**Work instructions**
Since only the total is wanted, give the number of lines in the listing below that hold the string "post" and add nothing.

**Input data**

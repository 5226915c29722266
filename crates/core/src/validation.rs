//! Local input checks run before any request is shaped
//!
//! A failed check returns `EasemobError::InvalidInput` and the operation
//! never reaches the transport.

use std::borrow::Cow;

use easemob_domain::constants::{DEFAULT_PAGE_LIMIT, MAX_PAGE_LIMIT};
use easemob_domain::{EasemobError, Result};
use tracing::warn;

/// Require at least one item
pub fn ensure_some(field: &str, count: usize) -> Result<()> {
    if count == 0 {
        warn!(field, "empty batch rejected");
        return Err(EasemobError::invalid_input(format!("`{field}` must contain at least 1 item")));
    }
    Ok(())
}

/// Require `1 ..= max` items
pub fn ensure_count(field: &str, count: usize, max: usize) -> Result<()> {
    ensure_some(field, count)?;
    if count > max {
        warn!(field, count, max, "oversized batch rejected");
        return Err(EasemobError::invalid_input(format!(
            "`{field}` must contain at most {max} items, got {count}"
        )));
    }
    Ok(())
}

/// Require a non-blank string
pub fn ensure_not_empty(field: &str, value: &str) -> Result<()> {
    if value.trim().is_empty() {
        warn!(field, "empty value rejected");
        return Err(EasemobError::invalid_input(format!("`{field}` must not be empty")));
    }
    Ok(())
}

/// Page size actually sent: `<= 0` becomes the default, `> 100` the maximum
pub fn clamp_limit(limit: i32) -> u32 {
    match u32::try_from(limit) {
        Ok(0) | Err(_) => DEFAULT_PAGE_LIMIT,
        Ok(value) => value.min(MAX_PAGE_LIMIT),
    }
}

/// Percent-encode a value placed in a path segment
pub fn path_segment(value: &str) -> Cow<'_, str> {
    urlencoding::encode(value)
}
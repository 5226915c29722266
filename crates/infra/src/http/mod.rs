//! reqwest-backed transport adapter

pub mod client;

pub use client::{HttpClient, HttpClientBuilder};
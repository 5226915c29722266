//! User registration, lookup, activation and presence

use std::collections::BTreeMap;

use easemob_domain::constants::{MAX_ADD_USERS, MAX_STATUS_QUERY_USERS};
use easemob_domain::{
    DataResponse, DisconnectResult, NewUser, Result, UserEntity, UserOnlineDevice,
    UserOnlineStatus, UserResponse,
};
use serde_json::{json, Value};
use tracing::{debug, instrument};

use crate::transport::{ApiExecutor, ApiRequest};
use crate::validation::{ensure_count, ensure_not_empty, path_segment};

const USERS_PATH: &str = "users";

fn user_path(username: &str, suffix: &str) -> Result<String> {
    ensure_not_empty("username", username)?;
    let mut path = format!("{USERS_PATH}/{}", path_segment(username));
    if !suffix.is_empty() {
        path.push('/');
        path.push_str(suffix);
    }
    Ok(path)
}

fn flatten_status(entries: impl IntoIterator<Item = (String, String)>) -> Vec<UserOnlineStatus> {
    entries.into_iter().map(|(username, status)| UserOnlineStatus { username, status }).collect()
}

/// User management operations
#[derive(Debug, Clone)]
pub struct UserService {
    executor: ApiExecutor,
}

impl UserService {
    pub fn new(executor: ApiExecutor) -> Self {
        Self { executor }
    }

    /// Register 1 to 60 users
    ///
    /// A single user is sent as an object, several as an array.
    #[instrument(skip(self, users), fields(count = users.len()))]
    pub async fn add_users(&self, users: &[NewUser]) -> Result<UserResponse<Vec<UserEntity>>> {
        ensure_count("users", users.len(), MAX_ADD_USERS)?;
        for user in users {
            ensure_not_empty("username", &user.username)?;
        }

        let request = match users {
            [single] => ApiRequest::post(USERS_PATH).json(single)?,
            many => ApiRequest::post(USERS_PATH).json(many)?,
        };
        let response: UserResponse<Vec<UserEntity>> = self.executor.execute(request).await?;
        debug!(created = response.entities.len(), "users registered");
        Ok(response)
    }

    #[instrument(skip(self))]
    pub async fn delete_user(&self, username: &str) -> Result<UserResponse<Vec<UserEntity>>> {
        let request = ApiRequest::delete(user_path(username, "")?);
        self.executor.execute(request).await
    }

    /// Delete a page of users, oldest first
    #[instrument(skip(self))]
    pub async fn delete_users(
        &self,
        limit: i32,
        cursor: Option<&str>,
    ) -> Result<UserResponse<Vec<UserEntity>>> {
        let request = ApiRequest::delete(USERS_PATH).page(limit, cursor);
        self.executor.execute(request).await
    }

    #[instrument(skip(self, new_password))]
    pub async fn change_password(
        &self,
        username: &str,
        new_password: &str,
    ) -> Result<UserResponse<Value>> {
        ensure_not_empty("new_password", new_password)?;
        let request = ApiRequest::put(user_path(username, "password")?)
            .json(&json!({ "newpassword": new_password }))?;
        self.executor.execute(request).await
    }

    #[instrument(skip(self))]
    pub async fn get_user(&self, username: &str) -> Result<UserResponse<Vec<UserEntity>>> {
        let request = ApiRequest::get(user_path(username, "")?);
        self.executor.execute(request).await
    }

    /// List a page of users
    #[instrument(skip(self))]
    pub async fn get_users(
        &self,
        limit: i32,
        cursor: Option<&str>,
    ) -> Result<UserResponse<Vec<UserEntity>>> {
        let request = ApiRequest::get(USERS_PATH).page(limit, cursor);
        self.executor.execute(request).await
    }

    /// Ban a user and kick every session
    #[instrument(skip(self))]
    pub async fn deactivate_user(&self, username: &str) -> Result<UserResponse<Vec<UserEntity>>> {
        let request = ApiRequest::post(user_path(username, "deactivate")?);
        self.executor.execute(request).await
    }

    #[instrument(skip(self))]
    pub async fn activate_user(&self, username: &str) -> Result<UserResponse<Vec<UserEntity>>> {
        let request = ApiRequest::post(user_path(username, "activate")?);
        self.executor.execute(request).await
    }

    #[instrument(skip(self))]
    pub async fn get_online_status(&self, username: &str) -> Result<DataResponse<UserOnlineStatus>> {
        let request = ApiRequest::get(user_path(username, "status")?);
        let response: DataResponse<BTreeMap<String, String>> =
            self.executor.execute(request).await?;

        Ok(response.map(|data| flatten_status(data).pop().unwrap_or_default()))
    }

    /// Presence of 1 to 100 users
    ///
    /// Result order follows the server's answer and is not guaranteed.
    #[instrument(skip(self, usernames), fields(count = usernames.len()))]
    pub async fn batch_get_online_status(
        &self,
        usernames: &[String],
    ) -> Result<DataResponse<Vec<UserOnlineStatus>>> {
        ensure_count("usernames", usernames.len(), MAX_STATUS_QUERY_USERS)?;

        let request =
            ApiRequest::post("users/batch/status").json(&json!({ "usernames": usernames }))?;
        let response: DataResponse<Vec<BTreeMap<String, String>>> =
            self.executor.execute(request).await?;

        Ok(response.map(|data| flatten_status(data.into_iter().flatten())))
    }

    #[instrument(skip(self))]
    pub async fn get_online_devices(
        &self,
        username: &str,
    ) -> Result<DataResponse<Vec<UserOnlineDevice>>> {
        let request = ApiRequest::get(user_path(username, "resources")?);
        self.executor.execute(request).await
    }

    /// Force every session of a user offline
    #[instrument(skip(self))]
    pub async fn disconnect_user(&self, username: &str) -> Result<DataResponse<DisconnectResult>> {
        let request = ApiRequest::get(user_path(username, "disconnect")?);
        self.executor.execute(request).await
    }

    /// Force one device offline; `resource_id` comes from [`Self::get_online_devices`]
    #[instrument(skip(self))]
    pub async fn disconnect_device(
        &self,
        username: &str,
        resource_id: &str,
    ) -> Result<DataResponse<DisconnectResult>> {
        ensure_not_empty("resource_id", resource_id)?;
        let suffix = format!("disconnect/{}", path_segment(resource_id));
        let request = ApiRequest::delete(user_path(username, &suffix)?);
        self.executor.execute(request).await
    }
}
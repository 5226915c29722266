//! Process-wide application token cache
//!
//! Readers take the read lock on every request; refresh and override take
//! the write lock, so a reader never observes a torn value.

use std::sync::Arc;

use parking_lot::RwLock;

/// Shared slot holding the active application token
#[derive(Clone, Default)]
pub struct AppTokenCache {
    inner: Arc<RwLock<Option<String>>>,
}

impl AppTokenCache {
    pub fn new() -> Self {
        Self::default()
    }

    /// Current token, if one has been fetched or set
    pub fn get(&self) -> Option<String> {
        self.inner.read().clone()
    }

    /// Replace the token; an empty string clears it
    pub fn set(&self, token: impl Into<String>) {
        let token = token.into();
        *self.inner.write() = if token.is_empty() { None } else { Some(token) };
    }

    pub fn clear(&self) {
        *self.inner.write() = None;
    }

    pub fn is_set(&self) -> bool {
        self.inner.read().is_some()
    }
}

impl std::fmt::Debug for AppTokenCache {
    fn fmt(&self, f: &mut std::fmt::Formatter<'_>) -> std::fmt::Result {
        f.debug_struct("AppTokenCache").field("is_set", &self.is_set()).finish()
    }
}
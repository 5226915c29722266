//! Push notification dispatch
//!
//! Single-target (sync and async), batch, label-based and full broadcast.

pub mod service;

pub use service::PushService;
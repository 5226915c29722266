//! User management
//!
//! Registration, deletion, password changes, activation and presence.

pub mod service;

pub use service::UserService;
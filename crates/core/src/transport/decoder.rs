//! Response envelope decoding
//!
//! Status 200 decodes into the caller's shape. Anything else must be an
//! error envelope; if it is not, the JSON failure itself is returned so the
//! original problem stays visible.

use easemob_domain::{ApiErrorBody, EasemobError, Result};
use serde::de::DeserializeOwned;

use super::ports::RawResponse;

const SUCCESS_STATUS: u16 = 200;

/// Decode a raw response into `T` or the matching error
///
/// # Errors
/// - `EasemobError::Api` for a non-200 status carrying an error envelope
/// - `EasemobError::Decode` for malformed JSON on either path
pub fn decode<T: DeserializeOwned>(response: &RawResponse) -> Result<T> {
    if response.status != SUCCESS_STATUS {
        return match serde_json::from_slice::<ApiErrorBody>(&response.body) {
            Ok(body) => Err(EasemobError::Api { status: response.status, body }),
            Err(err) => Err(EasemobError::Decode(err)),
        };
    }

    Ok(serde_json::from_slice(&response.body)?)
}
use std::process::Command;

use anyhow::{Context, Result};

/// `(package, features)` pairs that must compile on their own.
const FEATURE_COMBINATIONS: &[(&str, &[&str])] = &[
    ("easemob-core", &[]), // default
    ("easemob-core", &["test-utils"]),
    ("easemob-infra", &[]),
    ("easemob-infra", &["test-utils"]),
];

/// Check that all required feature combinations compile successfully.
pub fn test_feature_matrix() -> Result<()> {
    println!("Testing {} feature combinations...", FEATURE_COMBINATIONS.len());

    for (index, (package, features)) in FEATURE_COMBINATIONS.iter().enumerate() {
        let joined = features.join(",");
        let is_default = features.is_empty();
        let display_label =
            if is_default { format!("{package} (default)") } else { format!("{package} ({joined})") };
        let feature_arg = if is_default { None } else { Some(joined) };

        println!(
            "\n[{}/{}] cargo check -p {package}{}",
            index + 1,
            FEATURE_COMBINATIONS.len(),
            feature_arg.as_ref().map(|arg| format!(" --features {arg}")).unwrap_or_default()
        );

        let mut command = Command::new("cargo");
        command.arg("check").arg("-p").arg(package);

        if let Some(feature_list) = feature_arg.as_ref() {
            command.arg("--features").arg(feature_list.as_str());
        }

        let status = command
            .status()
            .with_context(|| format!("Failed to run cargo check for '{display_label}'"))?;

        if !status.success() {
            anyhow::bail!("Feature combination '{display_label}' failed to compile");
        }

        println!("✅ {display_label} compiled successfully");
    }

    println!("\n✅ All {} feature combinations compile successfully!", FEATURE_COMBINATIONS.len());

    Ok(())
}
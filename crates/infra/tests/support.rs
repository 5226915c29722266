//! Shared helpers for the infra integration tests.
//!
//! Each test owns a wiremock server; the client built here talks plain HTTP
//! to it under the `/demo-org/chat` application prefix.

#![allow(dead_code)]

use std::sync::OnceLock;

use easemob_infra::{build_client, ClientConfig, EasemobClient};
use serde_json::{json, Value};
use tracing_subscriber::EnvFilter;
use wiremock::matchers::{method, path};
use wiremock::{Mock, MockServer, ResponseTemplate};

pub const APP_PREFIX: &str = "/demo-org/chat";
pub const TEST_TOKEN: &str = "YWMt-integration-token";

static TRACING: OnceLock<()> = OnceLock::new();

/// Route client logs through the test harness writer once per binary.
pub fn init_tracing() {
    TRACING.get_or_init(|| {
        let _ = tracing_subscriber::fmt()
            .with_env_filter(EnvFilter::new("easemob_core=debug,easemob_infra=debug"))
            .with_test_writer()
            .try_init();
    });
}

/// Configuration pointing at the mock server.
pub fn config_for(server: &MockServer) -> ClientConfig {
    let host = server.uri().trim_start_matches("http://").to_string();
    let mut config = ClientConfig::new(host, "demo-org", "chat", "YXA6client", "YXA6secret");
    config.scheme = "http".to_string();
    config.request_timeout_secs = 2;
    config.retry_count = 0;
    config
}

/// Client against the mock server with a preset application token.
pub fn client_for(server: &MockServer) -> EasemobClient {
    init_tracing();
    let client = build_client(config_for(server)).expect("client should build");
    client.set_app_token(TEST_TOKEN);
    client
}

/// Full request path under the application prefix.
pub fn app_path(suffix: &str) -> String {
    format!("{APP_PREFIX}/{suffix}")
}

/// Mount a 200 JSON response for `verb` on `suffix`.
pub async fn mount_json(server: &MockServer, verb: &str, suffix: &str, body: Value) {
    Mock::given(method(verb))
        .and(path(app_path(suffix)))
        .respond_with(ResponseTemplate::new(200).set_body_json(body))
        .mount(server)
        .await;
}

/// Standard `{timestamp, duration, data}` envelope.
pub fn data_envelope(data: Value) -> Value {
    json!({ "timestamp": 1_700_000_000_000_i64, "duration": 3, "data": data })
}

/// Error envelope as returned on non-200 statuses.
pub fn error_envelope(error: &str, description: &str) -> Value {
    json!({
        "error": error,
        "exception": "EasemobException",
        "timestamp": 1_700_000_000_000_i64,
        "duration": 0,
        "error_description": description,
    })
}
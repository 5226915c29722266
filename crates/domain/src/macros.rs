//! Macro for implementing Display and FromStr for wire-level enums
//!
//! Several small enums travel as lowercase strings (grant types, transport
//! error kinds). This macro keeps their string form in one place.
//!
//! # Example
//!
//! ```rust
//! use easemob_domain::impl_domain_status_conversions;
//!
//! #[derive(Debug, Clone, Copy, PartialEq, Eq)]
//! pub enum Presence {
//!     Online,
//!     Offline,
//! }
//!
//! impl_domain_status_conversions!(Presence {
//!     Online => "online",
//!     Offline => "offline",
//! });
//!
//! assert_eq!(Presence::Online.to_string(), "online");
//! assert_eq!("OFFLINE".parse::<Presence>().unwrap(), Presence::Offline);
//! ```

/// Implements Display and FromStr traits for string-coded enums
///
/// - Display writes the mapped string verbatim
/// - FromStr parses case-insensitively and reports the enum name on failure
#[macro_export]
macro_rules! impl_domain_status_conversions {
    ($enum_name:ident { $($variant:ident => $str:expr),+ $(,)? }) => {
        impl ::std::fmt::Display for $enum_name {
            fn fmt(&self, f: &mut ::std::fmt::Formatter<'_>) -> ::std::fmt::Result {
                match self {
                    $(Self::$variant => f.write_str($str),)+
                }
            }
        }

        impl ::std::str::FromStr for $enum_name {
            type Err = ::std::string::String;

            fn from_str(s: &str) -> ::std::result::Result<Self, Self::Err> {
                match s.to_lowercase().as_str() {
                    $($str => ::std::result::Result::Ok(Self::$variant),)+
                    _ => ::std::result::Result::Err(::std::format!(
                        "Invalid {}: {}",
                        ::std::stringify!($enum_name),
                        s
                    )),
                }
            }
        }
    };
}
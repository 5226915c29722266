//! Client constants
//!
//! Batch limits, paging defaults and transport tunables shared by every
//! operation module.

// Transport defaults
pub const DEFAULT_SCHEME: &str = "https";
pub const DEFAULT_USER_AGENT: &str = "easemob-server-rust";
pub const DEFAULT_REQUEST_TIMEOUT_SECS: u64 = 6;
pub const DEFAULT_IDLE_TIMEOUT_SECS: u64 = 60 * 60;
pub const DEFAULT_MAX_CONNECTIONS_PER_HOST: usize = 5;
pub const DEFAULT_RETRY_COUNT: usize = 2;
pub const MAX_RETRY_COUNT: usize = 10;

/// ttl < 0 means "use the console-configured default"
pub const TTL_SERVER_DEFAULT: i64 = -1;

// Paging
pub const DEFAULT_PAGE_LIMIT: u32 = 10;
pub const MAX_PAGE_LIMIT: u32 = 100;

// Batch limits
pub const MAX_ADD_USERS: usize = 60;
pub const MAX_STATUS_QUERY_USERS: usize = 100;
pub const MAX_LABEL_USERS: usize = 100;
pub const MAX_PUSH_LABELS: usize = 5;
pub const MAX_PUSH_TARGETS: usize = 100;

// Stateless user tokens
pub const DYNAMIC_TOKEN_PREFIX: &str = "dt-";

/// Wire format for scheduled push start times (no timezone)
pub const PUSH_START_DATE_FORMAT: &str = "%Y-%m-%d %H:%M:%S";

**Expected output**
5